The explanation of the interrogatory/affidavit contradiction is barely sufficient, but recognizing the importance of avoiding credibility determinations in summary judgment determinations, I find that there is no genuine issue of fact that the contract price is not less than $4,625,196.40.

If IT believes that it incurred attorneys' fees and costs due to the Group's failure to *244 seasonably amend its interrogatory answers, IT should file a motion for sanctions and I will issue a show cause order.

Conclusion

For the foregoing reasons, IT's motion for partial summary judgment (document no. 22) is granted in part. Under Article 29.2 the contract price is not less than $4,625,196.40 and the costs to complete to be deducted from that sum is no greater than $2,413,130.99. The sums paid to IT before termination totaled $1,130,544.07. Pursuant to the provisions of Article 29.2 IT has a contractual right to be paid $1,081,521.34.

SO ORDERED.

NOTES

[1] The Group admits that this was the original contract price for the project but alleges that this price was subsequently adjusted to $4,625,196.40.

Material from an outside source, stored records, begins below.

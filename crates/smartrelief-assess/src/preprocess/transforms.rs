//! Geometric and filtering transforms

use super::{PreprocessError, Result};
use image::imageops::FilterType;
use image::{DynamicImage, GrayImage, Rgb, RgbImage};
use imageproc::filter::gaussian_blur_f32;

/// Resize to a `size x size` RGB image with Lanczos3 resampling.
///
/// Images already at the target size are copied unchanged.
pub fn resize_square(image: &DynamicImage, size: u32) -> RgbImage {
    let rgb = image.to_rgb8();
    if rgb.dimensions() == (size, size) {
        return rgb;
    }
    image::imageops::resize(&rgb, size, size, FilterType::Lanczos3)
}

/// Convert to grayscale
pub fn to_grayscale(image: &RgbImage) -> GrayImage {
    image::imageops::grayscale(image)
}

/// Sharpen with an unsharp mask applied to every channel
///
/// # Arguments
/// * `image` - Input color image
/// * `sigma` - Gaussian blur sigma
/// * `amount` - Sharpening strength (typically 0.5-2.0)
pub fn sharpen(image: &RgbImage, sigma: f32, amount: f32) -> Result<RgbImage> {
    if !(sigma > 0.0) || !(amount >= 0.0) {
        return Err(PreprocessError::InvalidParameters(
            "Invalid sharpening parameters".to_string(),
        ));
    }

    let blurred = gaussian_blur_f32(image, sigma);
    let mut result = RgbImage::new(image.width(), image.height());

    for ((out, original), blur) in result
        .pixels_mut()
        .zip(image.pixels())
        .zip(blurred.pixels())
    {
        let mut channels = [0u8; 3];
        for (c, value) in channels.iter_mut().enumerate() {
            let o = original[c] as f32;
            let b = blur[c] as f32;
            *value = (o + amount * (o - b)).round().clamp(0.0, 255.0) as u8;
        }
        *out = Rgb(channels);
    }

    Ok(result)
}
use anyhow::{Context, Result};
use clap::Args;
use serde::Serialize;
use smartrelief_assess::config::LimitsConfig;
use smartrelief_assess::{validate_file_name, AssessmentReport, AssessmentRequest};
use std::path::{Path, PathBuf};
use tracing::{debug, info, warn};

use crate::cli::{output, Cli, OutputFormat};

/// Assess every supported image in a directory
#[derive(Args, Debug, Clone)]
pub struct BatchArgs {
    /// Directory containing images
    #[arg(value_name = "DIR")]
    pub dir: PathBuf,

    /// Disaster type applied to every image
    #[arg(short, long)]
    pub disaster_type: Option<String>,

    /// Output format
    #[arg(short, long, value_enum, default_value = "text")]
    pub format: OutputFormat,
}

/// One line of batch output.
#[derive(Debug, Serialize)]
pub struct BatchEntry {
    pub file: PathBuf,
    #[serde(skip_serializing_if = "Option::is_none")]
    pub report: Option<AssessmentReport>,
    #[serde(skip_serializing_if = "Option::is_none")]
    pub error: Option<String>,
}

pub async fn execute(args: BatchArgs, cli: &Cli) -> Result<()> {
    let pipeline = cli.pipeline()?;
    let files = collect_files(&args.dir, &pipeline.config().limits)?;
    if files.is_empty() {
        anyhow::bail!("No supported images found in {}", args.dir.display());
    }
    info!(count = files.len(), dir = %args.dir.display(), "starting batch assessment");

    let mut entries = Vec::with_capacity(files.len());
    let mut requests = Vec::with_capacity(files.len());
    let mut readable = Vec::with_capacity(files.len());
    for file in files {
        match AssessmentRequest::from_file(&file) {
            Ok(request) => {
                let request = match &args.disaster_type {
                    Some(d) => request.with_disaster_type(d.as_str()),
                    None => request,
                };
                requests.push(request);
                readable.push(file);
            }
            Err(err) => {
                warn!(file = %file.display(), error = %err, "skipping unreadable file");
                entries.push(BatchEntry {
                    file,
                    report: None,
                    error: Some(err.to_string()),
                });
            }
        }
    }

    let results = tokio::task::spawn_blocking(move || pipeline.assess_batch(&requests))
        .await
        .context("Batch worker failed")?;

    for (file, result) in readable.into_iter().zip(results) {
        entries.push(match result {
            Ok(report) => BatchEntry {
                file,
                report: Some(report),
                error: None,
            },
            Err(err) => BatchEntry {
                file,
                report: None,
                error: Some(err.to_string()),
            },
        });
    }
    entries.sort_by(|a, b| a.file.cmp(&b.file));

    match args.format {
        OutputFormat::Json => println!("{}", serde_json::to_string_pretty(&entries)?),
        OutputFormat::Text if !cli.quiet => output::print_batch_summary(&entries),
        OutputFormat::Text => {}
    }
    Ok(())
}

/// Supported image files directly inside `dir`, sorted by path.
pub fn collect_files(dir: &Path, limits: &LimitsConfig) -> Result<Vec<PathBuf>> {
    let mut files = Vec::new();
    for entry in std::fs::read_dir(dir)
        .with_context(|| format!("Failed to read directory {}", dir.display()))?
    {
        let path = entry?.path();
        if !path.is_file() {
            continue;
        }
        match validate_file_name(&path, limits) {
            Ok(()) => files.push(path),
            Err(err) => debug!(file = %path.display(), reason = %err, "skipping file"),
        }
    }
    files.sort();
    Ok(files)
}
pub mod assess;
pub mod batch;
pub mod config;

[2] In its amended complaint IT joined Golder, the project engineer selected by the Group to prepare the remedial design work plan and oversee remediation activities and SeaHill Construction, the principal supplier of sands and soils for the project as third party defendants.

[3] How invoices could continue to be received eleven months after completion of the work is not explained, assuming there could be a credible explanation.